How many times have you said those words up there in the title, knowing full well that you’re full of shit?
Bet you weren’t expecting that intro, were you?
Okay, maybe you’ve been around here for a while, and you know I can be blunt. “I don’t have time” is my go-to phrase to excuse the fact that I’m not doing what I should be doing. I’m not doing what I know I need to be doing. Instead, I’m probably scrolling social media or playing a game on my phone.
Now, before you get all up in arms and come at me with pitchforks, I’m not saying we should be productive 25x7x365… (extra hour added for effect)… (okay, it was a typo, but I’m just gonna roll with it). What I’m saying is, when you say, “I don’t have time,” do you mean you don’t have time (because sometimes you legitimately don’t), or do you mean you’re not willing to make whatever it is you’re avoiding a priority?
Ever since I came across an article a while back pointing out the fallacy of “I don’t have time,” I’ve realized just how much I avoid with the simple statement of “I don’t have time.” But when you turn it around and admit that what you’re really doing is deprioritizing things in your life, it changes your whole perception.
I mean sure, I lead a very full life of work + kids + home + social life + personal projects. However… when I examine those things I “don’t have time” for, I realize that many of them fall into one of the aforementioned categories, and the end result is me cheating myself out of opportunities. When I say, “I don’t have time,” sometimes I inadvertently deprioritize some of the most important parts of my own life.
I don’t have time to go swimming/play a game/watch a movie with my family. My family is not a priority.
I don’t have time to work on my novel. My writing is not a priority.
I don’t have time to sit and pet the cat. My pets are not a priority.
I don’t have time to meet with a friend for coffee. My friends are not a priority.
I don’t have time to break out a canvas and paint. My art is not a priority.
I don’t have time to write a blog post. My readers are not a priority.
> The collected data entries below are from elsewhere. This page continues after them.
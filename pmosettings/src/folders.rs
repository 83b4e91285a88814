//! Dossiers musicaux et autorisations par utilisateur
//!
//! La liste brute des dossiers est lue une fois auprès du DAO puis filtrée à
//! chaque appel (l'existence sur disque peut changer à tout moment). La liste
//! autorisée pour un utilisateur est mémorisée par nom d'utilisateur.
//!
//! Toute écriture sur les dossiers vide les deux caches ; une modification
//! des droits d'un utilisateur ne vide que son entrée.

use crate::cell::{CacheCell, KeyedCache};
use crate::error::Result;
use chrono::{DateTime, Utc};
use serde::{Deserialize, Serialize};
use std::{path::PathBuf, sync::Arc};
use tracing::debug;

/// Dossier racine d'une bibliothèque musicale
#[derive(Debug, Clone, Serialize, Deserialize)]
pub struct MusicFolder {
    pub id: i32,
    pub path: PathBuf,
    pub name: String,
    pub enabled: bool,
    pub changed: DateTime<Utc>,
}

impl MusicFolder {
    pub fn new(id: i32, path: impl Into<PathBuf>, name: impl Into<String>, enabled: bool) -> Self {
        Self {
            id,
            path: path.into(),
            name: name.into(),
            enabled,
            changed: Utc::now(),
        }
    }

    /// Vérifié sur disque à chaque appel
    pub fn exists(&self) -> bool {
        self.path.exists()
    }
}

// Deux dossiers sont le même s'ils ont le même identifiant
impl PartialEq for MusicFolder {
    fn eq(&self, other: &Self) -> bool {
        self.id == other.id
    }
}

impl Eq for MusicFolder {}

/// Accès persistant aux dossiers musicaux, fourni par l'hôte
pub trait MusicFolderDao: Send + Sync {
    fn all_music_folders(&self) -> anyhow::Result<Vec<MusicFolder>>;

    /// Dossiers attribués à l'utilisateur, dans l'ordre d'attribution
    fn music_folders_for_user(&self, username: &str) -> anyhow::Result<Vec<MusicFolder>>;

    fn set_music_folders_for_user(&self, username: &str, folder_ids: &[i32])
        -> anyhow::Result<()>;

    fn create_music_folder(&self, folder: &MusicFolder) -> anyhow::Result<()>;

    fn update_music_folder(&self, folder: &MusicFolder) -> anyhow::Result<()>;

    fn delete_music_folder(&self, id: i32) -> anyhow::Result<()>;
}

/// Cache des dossiers et des autorisations par utilisateur
pub struct MusicFolderCache {
    dao: Arc<dyn MusicFolderDao>,
    all: CacheCell<Vec<MusicFolder>>,
    per_user: KeyedCache<Vec<MusicFolder>>,
}

impl MusicFolderCache {
    pub fn new(dao: Arc<dyn MusicFolderDao>) -> Self {
        Self {
            dao,
            all: CacheCell::new(),
            per_user: KeyedCache::new(),
        }
    }

    fn raw_folders(&self) -> Result<Arc<Vec<MusicFolder>>> {
        Ok(self.all.get_or_try_init(|| {
            debug!("Loading music folders");
            self.dao.all_music_folders()
        })?)
    }

    /// Dossiers connus, filtrés
    ///
    /// Sans les drapeaux, seuls les dossiers activés et présents sur disque
    /// sont renvoyés.
    pub fn all_music_folders(
        &self,
        include_disabled: bool,
        include_non_existing: bool,
    ) -> Result<Vec<MusicFolder>> {
        let raw = self.raw_folders()?;
        Ok(raw
            .iter()
            .filter(|f| include_disabled || f.enabled)
            .filter(|f| include_non_existing || f.exists())
            .cloned()
            .collect())
    }

    /// Dossiers accessibles à un utilisateur
    ///
    /// Intersection des dossiers attribués et des dossiers activés et
    /// présents, dans l'ordre d'attribution.
    pub fn music_folders_for_user(&self, username: &str) -> Result<Arc<Vec<MusicFolder>>> {
        self.per_user.get_or_try_init(username, || -> Result<Vec<MusicFolder>> {
            debug!(username = username, "Computing authorized music folders");
            let assigned = self.dao.music_folders_for_user(username)?;
            let available = self.all_music_folders(false, false)?;
            Ok(assigned
                .into_iter()
                .filter(|f| available.contains(f))
                .collect())
        })
    }

    /// Dossiers accessibles, restreints au dossier sélectionné s'il y en a un
    ///
    /// Un dossier sélectionné mais non autorisé donne une liste vide.
    pub fn music_folders_for_user_selected(
        &self,
        username: &str,
        selected: Option<i32>,
    ) -> Result<Vec<MusicFolder>> {
        let allowed = self.music_folders_for_user(username)?;
        Ok(match selected {
            None => allowed.as_ref().clone(),
            Some(id) => allowed.iter().filter(|f| f.id == id).cloned().collect(),
        })
    }

    /// Dossier activé et présent portant cet identifiant
    pub fn music_folder_by_id(&self, id: i32) -> Result<Option<MusicFolder>> {
        Ok(self
            .all_music_folders(false, false)?
            .into_iter()
            .find(|f| f.id == id))
    }

    pub fn set_music_folders_for_user(&self, username: &str, folder_ids: &[i32]) -> Result<()> {
        let result = self.dao.set_music_folders_for_user(username, folder_ids);
        self.per_user.invalidate(username);
        Ok(result?)
    }

    pub fn create_music_folder(&self, folder: &MusicFolder) -> Result<()> {
        let result = self.dao.create_music_folder(folder);
        self.clear();
        Ok(result?)
    }

    pub fn update_music_folder(&self, folder: &MusicFolder) -> Result<()> {
        let result = self.dao.update_music_folder(folder);
        self.clear();
        Ok(result?)
    }

    pub fn delete_music_folder(&self, id: i32) -> Result<()> {
        let result = self.dao.delete_music_folder(id);
        self.clear();
        Ok(result?)
    }

    /// Vide la liste brute et toutes les autorisations
    pub fn clear(&self) {
        self.all.invalidate();
        self.per_user.clear();
    }
}
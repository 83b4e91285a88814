//! Préférences par utilisateur et avatars
//!
//! Ces données appartiennent aux DAOs de l'hôte ; le service ne fait que
//! les relayer, en fournissant des préférences par défaut pour un
//! utilisateur qui n'en a encore aucune.

use crate::resources::Locale;
use chrono::{DateTime, Utc};
use serde::{Deserialize, Serialize};

/// Liste d'albums affichée par défaut sur la page d'accueil
#[derive(Debug, Clone, Copy, PartialEq, Eq, Default, Serialize, Deserialize)]
#[serde(rename_all = "lowercase")]
pub enum AlbumListType {
    #[default]
    Random,
    Newest,
    Starred,
    Highest,
    Frequent,
    Recent,
    Decade,
    Genre,
    Alphabetical,
}

/// Colonnes visibles dans une liste de morceaux
#[derive(Debug, Clone, Copy, PartialEq, Eq, Default, Serialize, Deserialize)]
pub struct Visibility {
    pub track_number: bool,
    pub artist: bool,
    pub album: bool,
    pub genre: bool,
    pub year: bool,
    pub bit_rate: bool,
    pub duration: bool,
    pub format: bool,
    pub file_size: bool,
}

#[derive(Debug, Clone, PartialEq, Eq, Serialize, Deserialize)]
pub struct UserSettings {
    pub username: String,
    pub locale: Option<Locale>,
    pub theme_id: Option<String>,
    pub final_version_notification_enabled: bool,
    pub beta_version_notification_enabled: bool,
    pub song_notification_enabled: bool,
    pub show_now_playing_enabled: bool,
    pub party_mode_enabled: bool,
    pub now_playing_allowed: bool,
    pub auto_hide_play_queue: bool,
    pub keyboard_shortcuts_enabled: bool,
    pub show_side_bar: bool,
    pub show_artist_info_enabled: bool,
    pub view_as_list: bool,
    pub queue_following_songs: bool,
    pub default_album_list: AlbumListType,
    pub last_fm_enabled: bool,
    pub last_fm_username: Option<String>,
    pub last_fm_password: Option<String>,
    /// Délai de rafraîchissement des listes, en secondes
    pub list_reload_delay: i32,
    pub selected_music_folder_id: Option<i32>,
    pub main_visibility: Visibility,
    pub playlist_visibility: Visibility,
    pub changed: DateTime<Utc>,
}

impl UserSettings {
    /// Préférences d'un utilisateur qui n'a encore rien enregistré
    pub fn with_defaults(username: impl Into<String>) -> Self {
        Self {
            username: username.into(),
            locale: None,
            theme_id: None,
            final_version_notification_enabled: true,
            beta_version_notification_enabled: false,
            song_notification_enabled: true,
            show_now_playing_enabled: true,
            party_mode_enabled: false,
            now_playing_allowed: true,
            auto_hide_play_queue: true,
            keyboard_shortcuts_enabled: false,
            show_side_bar: true,
            show_artist_info_enabled: true,
            view_as_list: false,
            queue_following_songs: true,
            default_album_list: AlbumListType::Random,
            last_fm_enabled: false,
            last_fm_username: None,
            last_fm_password: None,
            list_reload_delay: 60,
            selected_music_folder_id: None,
            main_visibility: Visibility {
                track_number: true,
                artist: true,
                duration: true,
                ..Visibility::default()
            },
            playlist_visibility: Visibility {
                artist: true,
                album: true,
                year: true,
                duration: true,
                bit_rate: true,
                format: true,
                file_size: true,
                ..Visibility::default()
            },
            changed: Utc::now(),
        }
    }
}

/// Accès persistant aux préférences utilisateur, fourni par l'hôte
pub trait UserDao: Send + Sync {
    fn user_settings(&self, username: &str) -> anyhow::Result<Option<UserSettings>>;

    fn update_user_settings(&self, settings: &UserSettings) -> anyhow::Result<()>;
}

/// Image d'avatar, système ou personnalisée
#[derive(Debug, Clone, PartialEq, Eq, Serialize, Deserialize)]
pub struct Avatar {
    pub id: i32,
    pub name: String,
    pub created: DateTime<Utc>,
    pub mime_type: String,
    pub width: u32,
    pub height: u32,
    pub data: Vec<u8>,
}

/// Accès persistant aux avatars, fourni par l'hôte
pub trait AvatarDao: Send + Sync {
    fn all_system_avatars(&self) -> anyhow::Result<Vec<Avatar>>;

    fn system_avatar(&self, id: i32) -> anyhow::Result<Option<Avatar>>;

    fn custom_avatar(&self, username: &str) -> anyhow::Result<Option<Avatar>>;

    /// `None` supprime l'avatar personnalisé
    fn set_custom_avatar(&self, avatar: Option<&Avatar>, username: &str) -> anyhow::Result<()>;
}

#[cfg(test)]
mod tests {
    use super::*;

    #[test]
    fn test_default_user_settings() {
        let settings = UserSettings::with_defaults("admin");
        assert_eq!(settings.username, "admin");
        assert_eq!(settings.default_album_list, AlbumListType::Random);
        assert_eq!(settings.list_reload_delay, 60);
        assert!(settings.selected_music_folder_id.is_none());
        assert!(settings.main_visibility.track_number);
        assert!(!settings.main_visibility.album);
        assert!(settings.playlist_visibility.file_size);
        assert!(!settings.playlist_visibility.track_number);
    }
}
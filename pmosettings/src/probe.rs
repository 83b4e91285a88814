//! Sonde périodique de l'adresse IP locale
//!
//! L'adresse est relue toutes les [`LOCAL_IP_LOOKUP_PERIOD`] par une tâche
//! tokio. La recherche elle-même est bloquante (sockets, interfaces) et
//! tourne sur le pool `spawn_blocking`. Un échec garde l'adresse précédente.

use std::{io, net::IpAddr, sync::Arc, time::Duration};

use arc_swap::ArcSwap;
use tokio::task::JoinHandle;
use tracing::{debug, info, warn};

/// Délai entre deux recherches, mesuré après la fin de la précédente
pub const LOCAL_IP_LOOKUP_PERIOD: Duration = Duration::from_secs(60);

/// Dernière adresse locale connue, vide avant la première recherche réussie
#[derive(Debug, Default)]
pub struct LocalAddress {
    current: ArcSwap<String>,
}

impl LocalAddress {
    pub fn new() -> Self {
        Self::default()
    }

    pub fn get(&self) -> Arc<String> {
        self.current.load_full()
    }

    pub fn is_known(&self) -> bool {
        !self.current.load().is_empty()
    }

    fn replace(&self, address: String) {
        let previous = self.current.swap(Arc::new(address.clone()));
        if *previous != address {
            info!(previous = %previous, current = %address, "Local IP address changed");
        }
    }
}

/// Source de l'adresse locale
pub trait AddressLookup: Send + Sync + 'static {
    fn lookup(&self) -> io::Result<IpAddr>;
}

/// Recherche via la table de routage puis les interfaces réseau
#[derive(Debug, Default, Clone, Copy)]
pub struct SystemLookup;

impl AddressLookup for SystemLookup {
    fn lookup(&self) -> io::Result<IpAddr> {
        pmoutils::probe_local_ip()
    }
}

/// Tâche de rafraîchissement de [`LocalAddress`]
pub struct LocalAddressProbe {
    address: Arc<LocalAddress>,
    lookup: Arc<dyn AddressLookup>,
    period: Duration,
}

impl LocalAddressProbe {
    pub fn new(address: Arc<LocalAddress>, lookup: Arc<dyn AddressLookup>) -> Self {
        Self {
            address,
            lookup,
            period: LOCAL_IP_LOOKUP_PERIOD,
        }
    }

    pub fn with_period(mut self, period: Duration) -> Self {
        self.period = period;
        self
    }

    fn apply(&self, result: io::Result<IpAddr>) -> bool {
        match result {
            Ok(ip) => {
                self.address.replace(ip.to_string());
                true
            }
            Err(e) => {
                debug!(error = %e, "Local IP lookup failed, keeping previous value");
                false
            }
        }
    }

    /// Recherche synchrone, renvoie `true` si l'adresse a été mise à jour
    pub fn refresh_once(&self) -> bool {
        self.apply(self.lookup.lookup())
    }

    /// Lance la boucle de rafraîchissement
    ///
    /// La première recherche a lieu immédiatement. Doit être appelé depuis
    /// un runtime tokio.
    pub fn spawn(self) -> JoinHandle<()> {
        tokio::spawn(async move {
            loop {
                let lookup = Arc::clone(&self.lookup);
                match tokio::task::spawn_blocking(move || lookup.lookup()).await {
                    Ok(result) => {
                        self.apply(result);
                    }
                    Err(e) => warn!(error = %e, "Local IP lookup task failed"),
                }
                tokio::time::sleep(self.period).await;
            }
        })
    }
}
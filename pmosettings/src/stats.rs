//! Statistiques de la bibliothèque, stockées sur une seule ligne
//!
//! Format : `artistes albums morceaux octets secondes`, séparés par des espaces.

use serde::{Deserialize, Serialize};
use std::fmt;

#[derive(Debug, Clone, Copy, PartialEq, Eq, Default, Serialize, Deserialize)]
pub struct MediaLibraryStatistics {
    pub artist_count: i32,
    pub album_count: i32,
    pub song_count: i32,
    pub total_length_bytes: i64,
    pub total_duration_seconds: i64,
}

impl MediaLibraryStatistics {
    /// `None` si la ligne n'a pas exactement cinq nombres
    pub fn parse(text: &str) -> Option<Self> {
        let fields: Vec<&str> = text.split_whitespace().collect();
        let [artists, albums, songs, bytes, seconds] = fields.as_slice() else {
            return None;
        };
        Some(Self {
            artist_count: artists.parse().ok()?,
            album_count: albums.parse().ok()?,
            song_count: songs.parse().ok()?,
            total_length_bytes: bytes.parse().ok()?,
            total_duration_seconds: seconds.parse().ok()?,
        })
    }
}

impl fmt::Display for MediaLibraryStatistics {
    fn fmt(&self, f: &mut fmt::Formatter<'_>) -> fmt::Result {
        write!(
            f,
            "{} {} {} {} {}",
            self.artist_count,
            self.album_count,
            self.song_count,
            self.total_length_bytes,
            self.total_duration_seconds
        )
    }
}
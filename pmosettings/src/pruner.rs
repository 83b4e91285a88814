//! Suppression des clés obsolètes au moment de la sauvegarde

use crate::store::PropertyStore;
use tracing::info;

/// Clés abandonnées par les versions précédentes
pub const OBSOLETE_KEYS: &[&str] = &[
    "PortForwardingPublicPort",
    "PortForwardingLocalPort",
    "DownsamplingCommand",
    "DownsamplingCommand2",
    "DownsamplingCommand3",
    "AutoCoverBatch",
    "MusicMask",
    "VideoMask",
    "CoverArtMask",
    "HlsCommand",
    "HlsCommand2",
    "JukeboxCommand",
    "CoverArtFileTypes",
    "UrlRedirectCustomHost",
    "CoverArtLimit",
    "StreamPort",
];

/// Supprime les clés de `denylist` présentes dans `store`
///
/// Renvoie les clés effectivement supprimées.
pub fn prune_obsolete_keys<'a>(store: &dyn PropertyStore, denylist: &[&'a str]) -> Vec<&'a str> {
    denylist
        .iter()
        .copied()
        .filter(|key| store.contains(key))
        .inspect(|key| {
            store.clear(key);
            info!(key = key, "Removing obsolete property");
        })
        .collect()
}

#[cfg(test)]
mod tests {
    use super::*;
    use crate::store::MemoryStore;

    #[test]
    fn test_prune_removes_only_denylisted_keys() {
        let store = MemoryStore::new();
        store.set("CoverArtMask", "x".to_string());
        store.set("HlsCommand", "y".to_string());
        store.set("Port", "4040".to_string());

        let removed = prune_obsolete_keys(&store, OBSOLETE_KEYS);

        assert_eq!(removed, vec!["CoverArtMask", "HlsCommand"]);
        assert_eq!(store.keys(), vec!["Port".to_string()]);
        assert!(prune_obsolete_keys(&store, OBSOLETE_KEYS).is_empty());
    }
}
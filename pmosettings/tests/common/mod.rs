#![allow(dead_code)]

use anyhow::{anyhow, Result};
use pmosettings::{
    Avatar, AvatarDao, Daos, InternetRadio, InternetRadioDao, MemoryStore, MusicFolder,
    MusicFolderDao, PropertyStore, SettingsService, UserDao, UserSettings,
};
use std::{
    collections::HashMap,
    path::Path,
    sync::{
        atomic::{AtomicBool, AtomicUsize, Ordering},
        Arc, Mutex,
    },
    thread,
    time::Duration,
};

/// DAO de dossiers en mémoire, qui compte ses lectures
#[derive(Default)]
pub struct FakeFolderDao {
    pub folders: Mutex<Vec<MusicFolder>>,
    pub assignments: Mutex<HashMap<String, Vec<i32>>>,
    pub all_calls: AtomicUsize,
    pub user_calls: AtomicUsize,
    pub fail: AtomicBool,
    pub read_delay_ms: AtomicUsize,
}

impl FakeFolderDao {
    pub fn add(&self, id: i32, path: &Path, enabled: bool) {
        self.folders
            .lock()
            .unwrap()
            .push(MusicFolder::new(id, path, format!("Folder {}", id), enabled));
    }

    pub fn assign(&self, username: &str, ids: &[i32]) {
        self.assignments
            .lock()
            .unwrap()
            .insert(username.to_string(), ids.to_vec());
    }

    fn check(&self) -> Result<()> {
        if self.fail.load(Ordering::SeqCst) {
            return Err(anyhow!("database unavailable"));
        }
        Ok(())
    }

    fn delay(&self) {
        let ms = self.read_delay_ms.load(Ordering::SeqCst);
        if ms > 0 {
            thread::sleep(Duration::from_millis(ms as u64));
        }
    }
}

impl MusicFolderDao for FakeFolderDao {
    fn all_music_folders(&self) -> Result<Vec<MusicFolder>> {
        self.all_calls.fetch_add(1, Ordering::SeqCst);
        self.check()?;
        let snapshot = self.folders.lock().unwrap().clone();
        self.delay();
        Ok(snapshot)
    }

    fn music_folders_for_user(&self, username: &str) -> Result<Vec<MusicFolder>> {
        self.user_calls.fetch_add(1, Ordering::SeqCst);
        self.check()?;
        let ids = self
            .assignments
            .lock()
            .unwrap()
            .get(username)
            .cloned()
            .unwrap_or_default();
        let folders = self.folders.lock().unwrap();
        let assigned = ids
            .iter()
            .filter_map(|id| folders.iter().find(|f| f.id == *id).cloned())
            .collect();
        drop(folders);
        self.delay();
        Ok(assigned)
    }

    fn set_music_folders_for_user(&self, username: &str, folder_ids: &[i32]) -> Result<()> {
        self.check()?;
        self.assign(username, folder_ids);
        Ok(())
    }

    fn create_music_folder(&self, folder: &MusicFolder) -> Result<()> {
        self.check()?;
        self.folders.lock().unwrap().push(folder.clone());
        Ok(())
    }

    fn update_music_folder(&self, folder: &MusicFolder) -> Result<()> {
        self.check()?;
        let mut folders = self.folders.lock().unwrap();
        match folders.iter_mut().find(|f| f.id == folder.id) {
            Some(existing) => {
                *existing = folder.clone();
                Ok(())
            }
            None => Err(anyhow!("no folder {}", folder.id)),
        }
    }

    fn delete_music_folder(&self, id: i32) -> Result<()> {
        self.check()?;
        self.folders.lock().unwrap().retain(|f| f.id != id);
        Ok(())
    }
}

#[derive(Default)]
pub struct FakeRadioDao {
    pub radios: Mutex<Vec<InternetRadio>>,
}

impl InternetRadioDao for FakeRadioDao {
    fn all_internet_radios(&self) -> Result<Vec<InternetRadio>> {
        Ok(self.radios.lock().unwrap().clone())
    }

    fn create_internet_radio(&self, radio: &InternetRadio) -> Result<()> {
        self.radios.lock().unwrap().push(radio.clone());
        Ok(())
    }

    fn update_internet_radio(&self, radio: &InternetRadio) -> Result<()> {
        let mut radios = self.radios.lock().unwrap();
        if let Some(existing) = radios.iter_mut().find(|r| r.id == radio.id) {
            *existing = radio.clone();
        }
        Ok(())
    }

    fn delete_internet_radio(&self, id: i32) -> Result<()> {
        self.radios.lock().unwrap().retain(|r| r.id != id);
        Ok(())
    }
}

#[derive(Default)]
pub struct FakeUserDao {
    pub settings: Mutex<HashMap<String, UserSettings>>,
}

impl UserDao for FakeUserDao {
    fn user_settings(&self, username: &str) -> Result<Option<UserSettings>> {
        Ok(self.settings.lock().unwrap().get(username).cloned())
    }

    fn update_user_settings(&self, settings: &UserSettings) -> Result<()> {
        self.settings
            .lock()
            .unwrap()
            .insert(settings.username.clone(), settings.clone());
        Ok(())
    }
}

#[derive(Default)]
pub struct FakeAvatarDao {
    pub system: Vec<Avatar>,
    pub custom: Mutex<HashMap<String, Avatar>>,
}

impl AvatarDao for FakeAvatarDao {
    fn all_system_avatars(&self) -> Result<Vec<Avatar>> {
        Ok(self.system.clone())
    }

    fn system_avatar(&self, id: i32) -> Result<Option<Avatar>> {
        Ok(self.system.iter().find(|a| a.id == id).cloned())
    }

    fn custom_avatar(&self, username: &str) -> Result<Option<Avatar>> {
        Ok(self.custom.lock().unwrap().get(username).cloned())
    }

    fn set_custom_avatar(&self, avatar: Option<&Avatar>, username: &str) -> Result<()> {
        let mut custom = self.custom.lock().unwrap();
        match avatar {
            Some(a) => custom.insert(username.to_string(), a.clone()),
            None => custom.remove(username),
        };
        Ok(())
    }
}

/// Ensemble de fakes partagés avec le service
#[derive(Default, Clone)]
pub struct Fakes {
    pub folders: Arc<FakeFolderDao>,
    pub radios: Arc<FakeRadioDao>,
    pub users: Arc<FakeUserDao>,
    pub avatars: Arc<FakeAvatarDao>,
}

impl Fakes {
    pub fn daos(&self) -> Daos {
        Daos {
            music_folders: self.folders.clone(),
            internet_radios: self.radios.clone(),
            users: self.users.clone(),
            avatars: self.avatars.clone(),
        }
    }
}

/// Service en mémoire
pub fn memory_service() -> (Arc<MemoryStore>, Fakes, SettingsService) {
    let store = Arc::new(MemoryStore::new());
    let fakes = Fakes::default();
    let service = SettingsService::new(store.clone() as Arc<dyn PropertyStore>, fakes.daos())
        .unwrap();
    (store, fakes, service)
}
I don’t have time to walk on the treadmill or use my home gym system or do some yoga. I am not a priority.
The only category of life I seem to always have time for is work. That’s probably because they’ll stop paying me if I tell them I don’t have time for them. They’re funny that way.
When it comes down to it, sometimes I really don’t have time… I’m making dinner or it’s time for bed or I have to go to work. But most of the time when I say “I don’t have time,” the end result is scrolling on Facebook or playing some stupid game on my phone until the day is gone. When I look at the tradeoff from the “I don’t have time” standpoint, it’s almost easy to dismiss the fact that I’ve foregone something important for something trivial. However, “Mindless web surfing is a higher priority than my kids/writing/pets/friends/art/readers/self…” Wow. That’s a stark bit of reality right there.
Over the last couple months, I’ve been much more mindful of what I say I don’t have time for. And now, I use the simple self-check: Do I not really have time, or am I deprioritizing something that should not be deprioritized?
With this simple trick of mindful decision making, I’ve managed to:
- Spend more time with my family
- Talk to distant family on the phone
- Create more art
- Take a spontaneous road trip
- Work on personal writing projects
- Exercise almost daily
- Relax on the couch with my cats and kids
- Read more
And guess what? I’m still active on social media. I still get time to play stupid games on my phone. I take time to plant my ass in front of the screen and waste an entire Sunday morning playing World of Warcraft.
But as the days go on, and I make conscious decisions on how to spend my time, I feel more fulfilled, I see my own accomplishments happening in real time, I’m more connected to the people who matter in my life, and I don’t feel quite so much like life is a freight train barreling past (or over) me.
Is it perfect? Hell no. I still lose it from time to time. I still have entire nights where I forget, I deprioritize, and I wonder where the hours went.
But it’s better. A little bit more each day. And really, self-improvement is the best use of time I can think of.